## [Task item]
Every line below that contains the word "UrlProcessed" must be copied.

** Provided data follows **

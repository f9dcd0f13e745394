//! Scout event types for the engine dispatch loop.
//!
//! `ScoutEvent` wraps three layers:
//! - **Pipeline**: internal bookkeeping (scrape, extract, dedup, store)
//! - **World**: observable facts (discoveries, citations, actors)
//! - **System**: editorial decisions (sensitivity, corrections, sources)
//!
//! All variants flow through the same engine dispatch loop,
//! get persisted to the EventStore, and form causal chains.

use chrono::{DateTime, Utc};
use rootsignal_common::events::{Event, Eventlike, SystemEvent, WorldEvent};
use rootsignal_common::types::NodeType;
use rootsignal_engine::EventLike;
use serde::{Deserialize, Serialize};
use uuid::Uuid;

// ---------------------------------------------------------------------------
// ScoutEvent — the unified event type
// ---------------------------------------------------------------------------

#[derive(Debug, Clone, Serialize, Deserialize)]
#[serde(tag = "layer")]
pub enum ScoutEvent {
    Pipeline(PipelineEvent),
    World(WorldEvent),
    System(SystemEvent),
}

impl EventLike for ScoutEvent {
    fn event_type_str(&self) -> String {
        match self {
            ScoutEvent::Pipeline(pe) => format!("pipeline:{}", pe.variant_name()),
            ScoutEvent::World(we) => we.event_type().to_string(),
            ScoutEvent::System(se) => se.event_type().to_string(),
        }
    }

    fn to_persist_payload(&self) -> serde_json::Value {
        match self {
            // Pipeline events serialize normally — projector skips "pipeline:*".
            ScoutEvent::Pipeline(pe) => {
                serde_json::to_value(pe).expect("PipelineEvent serialization should never fail")
            }
            // World/System serialize in projector-compatible format:
            // just the inner event via Event's to_payload(), not the tagged ScoutEvent wrapper.
            ScoutEvent::World(we) => Event::World(we.clone()).to_payload(),
            ScoutEvent::System(se) => Event::System(se.clone()).to_payload(),
        }
    }
}

// ---------------------------------------------------------------------------
// PipelineEvent — internal pipeline bookkeeping
// ---------------------------------------------------------------------------

#[derive(Debug, Clone, Serialize, Deserialize)]
#[serde(tag = "type", rename_all = "snake_case")]
pub enum PipelineEvent {
    // Phase lifecycle
    PhaseStarted {
        phase: PipelinePhase,
    },
    PhaseCompleted {
        phase: PipelinePhase,
    },

    // Content fetching
    ContentFetched {
        url: String,
        canonical_key: String,
        content_hash: String,
        link_count: u32,
    },
    ContentUnchanged {
        url: String,
        canonical_key: String,
    },
    ContentFetchFailed {
        url: String,
        canonical_key: String,
        error: String,
    },

    // Extraction
    SignalsExtracted {
        url: String,
        canonical_key: String,
        count: u32,
    },
    ExtractionFailed {
        url: String,
        canonical_key: String,
        error: String,
    },

    // Dedup verdicts — facts about what the dedup layer observed
    NewSignalAccepted {
        node_id: Uuid,
        node_type: NodeType,
        title: String,
        source_url: String,
        pending_node: Box<crate::pipeline::state::PendingNode>,
    },
    CrossSourceMatchDetected {
        existing_id: Uuid,
        node_type: NodeType,
        source_url: String,
        similarity: f64,
    },
    SameSourceReencountered {
        existing_id: Uuid,
        node_type: NodeType,
        source_url: String,
        similarity: f64,
    },

    // Signal stored (after world + system events emitted)
    SignalStored {
        node_id: Uuid,
        node_type: NodeType,
        source_url: String,
        canonical_key: String,
    },

    // Dedup batch complete — reducer cleans up extracted batch
    DedupCompleted {
        url: String,
    },

    // URL-level summary (replaces stats diffing pattern)
    UrlProcessed {
        url: String,
        canonical_key: String,
        signals_created: u32,
        signals_deduplicated: u32,
    },

    // Link discovery
    LinkCollected {
        url: String,
        discovered_on: String,
    },

    // Expansion
    ExpansionQueryCollected {
        query: String,
        source_url: String,
    },
    SocialTopicCollected {
        topic: String,
    },

    // Source discovery
    SourceDiscovered {
        canonical_key: String,
        discovery_method: String,
    },

    // Social
    SocialPostsFetched {
        canonical_key: String,
        platform: String,
        count: u32,
    },

    // Freshness
    FreshnessRecorded {
        node_id: Uuid,
        published_at: Option<DateTime<Utc>>,
        bucket: FreshnessBucket,
    },
}

impl PipelineEvent {
    pub fn variant_name(&self) -> &'static str {
        match self {
            PipelineEvent::PhaseStarted { .. } => "phase_started",
            PipelineEvent::PhaseCompleted { .. } => "phase_completed",
            PipelineEvent::ContentFetched { .. } => "content_fetched",
            PipelineEvent::ContentUnchanged { .. } => "content_unchanged",
            PipelineEvent::ContentFetchFailed { .. } => "content_fetch_failed",
            PipelineEvent::SignalsExtracted { .. } => "signals_extracted",
            PipelineEvent::ExtractionFailed { .. } => "extraction_failed",
            PipelineEvent::NewSignalAccepted { .. } => "new_signal_accepted",
            PipelineEvent::CrossSourceMatchDetected { .. } => "cross_source_match_detected",
            PipelineEvent::SameSourceReencountered { .. } => "same_source_reencountered",
            PipelineEvent::SignalStored { .. } => "signal_stored",
            PipelineEvent::DedupCompleted { .. } => "dedup_completed",
            PipelineEvent::UrlProcessed { .. } => "url_processed",
            PipelineEvent::LinkCollected { .. } => "link_collected",
            PipelineEvent::ExpansionQueryCollected { .. } => "expansion_query_collected",
            PipelineEvent::SocialTopicCollected { .. } => "social_topic_collected",
            PipelineEvent::SourceDiscovered { .. } => "source_discovered",
            PipelineEvent::SocialPostsFetched { .. } => "social_posts_fetched",
            PipelineEvent::FreshnessRecorded { .. } => "freshness_recorded",
        }
    }
}

// ---------------------------------------------------------------------------
// Supporting types
// ---------------------------------------------------------------------------

#[derive(Debug, Clone, Serialize, Deserialize)]
#[serde(rename_all = "snake_case")]
pub enum PipelinePhase {
    ReapExpired,
    TensionScrape,
    MidRunDiscovery,
    ResponseScrape,
    Expansion,
    SocialScrape,
    SocialDiscovery,
    ActorEnrichment,
}

#[derive(Debug, Clone, Serialize, Deserialize)]
#[serde(rename_all = "snake_case")]
pub enum FreshnessBucket {
    Within7d,
    Within30d,
    Within90d,
    Older,
    Unknown,
}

** End of Provided data **

## [Response area]
    UrlProcessed {
            PipelineEvent::UrlProcessed { .. } => "url_processed",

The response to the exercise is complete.